## Work instructions
Start with the first line of the material. Repeat each line exactly through the one that contains "configurable redirect policy".

## Data for analysis
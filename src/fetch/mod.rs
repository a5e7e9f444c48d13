//! The segmented fetch-and-record loop.
//!
//! # Features
//!
//! - Segment URL templating (`segment` placeholder, first occurrence)
//! - GET/POST selection and `name: value; ...` header lists
//! - Status classification with a configurable redirect policy
//! - One output file per URL, named after the last path segment
//! - Byte and timing metrics for the whole run
//!
//! Requests are strictly sequential: one exchange is in flight at a time and
//! the first fatal outcome ends the run. Nothing is retried.

mod classify;
mod error;
mod fetch_loop;
mod metrics;
mod request;
mod sink;
mod template;

pub use classify::Outcome;
pub use error::FetchError;
pub use fetch_loop::{EXIT_COMMAND, FetchLoop, RunEnd, RunState, RunSummary};
pub use metrics::RunMetrics;
pub use request::{Headers, Method, RequestBuilder, RequestDescriptor, parse_header_spec};
pub use sink::FileSink;
pub use template::{SEGMENT_PLACEHOLDER, UrlTemplate, render};
//! Line-oriented run report written to stdout.
//!
//! Driving processes parse these lines (notably the
//! `file_size_start:<n>:file_size_end` marker), so the wording is stable.
//! Diagnostics go through `tracing` on stderr instead.

use std::io::{self, Write};
use std::time::SystemTime;

use crate::fetch::{Outcome, RunMetrics};

/// Bytes per hex dump row.
const HEX_DUMP_WIDTH: usize = 16;

/// Writes per-request and per-run report lines.
#[derive(Debug)]
pub struct Reporter<W> {
    out: W,
    quiet: bool,
}

impl<W: Write> Reporter<W> {
    /// Creates a reporter writing to `out`.
    pub fn new(out: W, quiet: bool) -> Self {
        Self { out, quiet }
    }

    /// The underlying writer.
    pub fn get_ref(&self) -> &W {
        &self.out
    }

    /// Consumes the reporter, returning the writer.
    pub fn into_inner(self) -> W {
        self.out
    }

    /// Reports one accepted response.
    ///
    /// `written` is the body size; it is omitted in quiet mode.
    ///
    /// # Errors
    ///
    /// Returns any error from the underlying writer.
    pub fn accepted(
        &mut self,
        status: u16,
        outcome: Outcome,
        written: u64,
        total: u64,
    ) -> io::Result<()> {
        if !self.quiet {
            write!(
                self.out,
                "file_size_start:{written}:file_size_end total_downloaded : {total} "
            )?;
        }
        if outcome.is_redirect() {
            writeln!(self.out, "Request succeeded (redirect {status}).")?;
        } else {
            writeln!(self.out, "Request succeeded ({status}).")?;
        }
        self.out.flush()
    }

    /// Reports a response that ends the run.
    ///
    /// # Errors
    ///
    /// Returns any error from the underlying writer.
    pub fn rejected(&mut self, status: u16, outcome: Outcome) -> io::Result<()> {
        if outcome.is_redirect() {
            writeln!(self.out, "Request failed (redirect {status}).")?;
        } else {
            writeln!(self.out, "Request failed ({status}).")?;
        }
        self.out.flush()
    }

    /// Dumps `bytes` in hex under `label`, unless quiet.
    ///
    /// # Errors
    ///
    /// Returns any error from the underlying writer.
    pub fn dump(&mut self, label: &str, bytes: &[u8]) -> io::Result<()> {
        if self.quiet {
            return Ok(());
        }
        writeln!(self.out, "{label}:\n{}", hex_dump(bytes))
    }

    /// Acknowledges the exit command.
    ///
    /// # Errors
    ///
    /// Returns any error from the underlying writer.
    pub fn exiting(&mut self) -> io::Result<()> {
        writeln!(self.out, "Exiting...")?;
        self.out.flush()
    }

    /// Writes the end-of-run summary.
    ///
    /// # Errors
    ///
    /// Returns any error from the underlying writer.
    pub fn summary(&mut self, metrics: &RunMetrics) -> io::Result<()> {
        writeln!(self.out, "started at {}", format_time(metrics.started_at()))?;
        writeln!(
            self.out,
            "finished at {} elapsed time: {:.6}",
            format_time(metrics.finished_at()),
            metrics.elapsed().as_secs_f64()
        )?;
        writeln!(
            self.out,
            "sum of total downloaded bytes: {}",
            metrics.total_bytes()
        )?;
        self.out.flush()
    }
}

/// Formats an optional wall-clock time as an HTTP date.
#[must_use]
pub fn format_time(time: Option<SystemTime>) -> String {
    time.map_or_else(|| "-".to_string(), httpdate::fmt_http_date)
}

/// Classic offset / hex / ASCII dump, sixteen bytes per row.
#[must_use]
pub fn hex_dump(bytes: &[u8]) -> String {
    let mut dump = String::new();
    for (row, chunk) in bytes.chunks(HEX_DUMP_WIDTH).enumerate() {
        let encoded = hex::encode(chunk);
        let pairs: Vec<&str> = encoded
            .as_bytes()
            .chunks(2)
            .filter_map(|pair| std::str::from_utf8(pair).ok())
            .collect();
        let ascii: String = chunk
            .iter()
            .map(|&b| if b.is_ascii_graphic() || b == b' ' { b as char } else { '.' })
            .collect();
        dump.push_str(&format!(
            "0x{:04x}:  {:<width$}  {ascii}\n",
            row * HEX_DUMP_WIDTH,
            pairs.join(" "),
            width = HEX_DUMP_WIDTH * 3 - 1
        ));
    }
    dump
}

#[cfg(test)]
#[allow(clippy::unwrap_used)]
mod tests {
    use super::*;

    fn output(reporter: Reporter<Vec<u8>>) -> String {
        String::from_utf8(reporter.into_inner()).unwrap()
    }

    #[test]
    fn test_accepted_line_carries_size_markers() {
        let mut reporter = Reporter::new(Vec::new(), false);
        reporter.accepted(200, Outcome::Success, 42, 142).unwrap();
        assert_eq!(
            output(reporter),
            "file_size_start:42:file_size_end total_downloaded : 142 Request succeeded (200).\n"
        );
    }

    #[test]
    fn test_accepted_redirect_wording() {
        let mut reporter = Reporter::new(Vec::new(), false);
        reporter
            .accepted(301, Outcome::RedirectSuccess, 0, 0)
            .unwrap();
        assert!(output(reporter).ends_with("Request succeeded (redirect 301).\n"));
    }

    #[test]
    fn test_quiet_drops_size_markers_and_dumps() {
        let mut reporter = Reporter::new(Vec::new(), true);
        reporter.accepted(200, Outcome::Success, 5, 5).unwrap();
        reporter.dump("body", b"hello").unwrap();
        assert_eq!(output(reporter), "Request succeeded (200).\n");
    }

    #[test]
    fn test_rejected_lines() {
        let mut reporter = Reporter::new(Vec::new(), false);
        reporter.rejected(404, Outcome::Failure).unwrap();
        reporter.rejected(302, Outcome::RedirectFailure).unwrap();
        assert_eq!(
            output(reporter),
            "Request failed (404).\nRequest failed (redirect 302).\n"
        );
    }

    #[test]
    fn test_summary_reports_total_bytes() {
        let mut metrics = RunMetrics::new();
        metrics.start();
        metrics.record_bytes(10);
        metrics.stop();
        let mut reporter = Reporter::new(Vec::new(), false);
        reporter.summary(&metrics).unwrap();
        let text = output(reporter);
        assert!(text.contains("started at "), "{text}");
        assert!(text.contains("GMT"), "{text}");
        assert!(text.contains("elapsed time: "), "{text}");
        assert!(text.ends_with("sum of total downloaded bytes: 10\n"), "{text}");
    }

    #[test]
    fn test_format_time_missing() {
        assert_eq!(format_time(None), "-");
    }

    #[test]
    fn test_hex_dump_rows() {
        let dump = hex_dump(b"Hello, segment!\x00\x01");
        let rows: Vec<&str> = dump.lines().collect();
        assert_eq!(rows.len(), 2);
        assert!(rows[0].starts_with("0x0000:  48 65 6c 6c 6f"), "{}", rows[0]);
        assert!(rows[0].ends_with("Hello, segment!."), "{}", rows[0]);
        assert!(rows[1].starts_with("0x0010:  01"), "{}", rows[1]);
        assert!(rows[1].ends_with("."), "{}", rows[1]);
    }

    #[test]
    fn test_hex_dump_empty() {
        assert!(hex_dump(b"").is_empty());
    }
}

## Response for this exercise
filename src/fetch/mod.rs
repository a5e7e9f444c48d13
//! The segmented fetch-and-record loop.
//!
//! # Features
//!
//! - Segment URL templating (`segment` placeholder, first occurrence)
//! - GET/POST selection and `name: value; ...` header lists
//! - Status classification with a configurable redirect policy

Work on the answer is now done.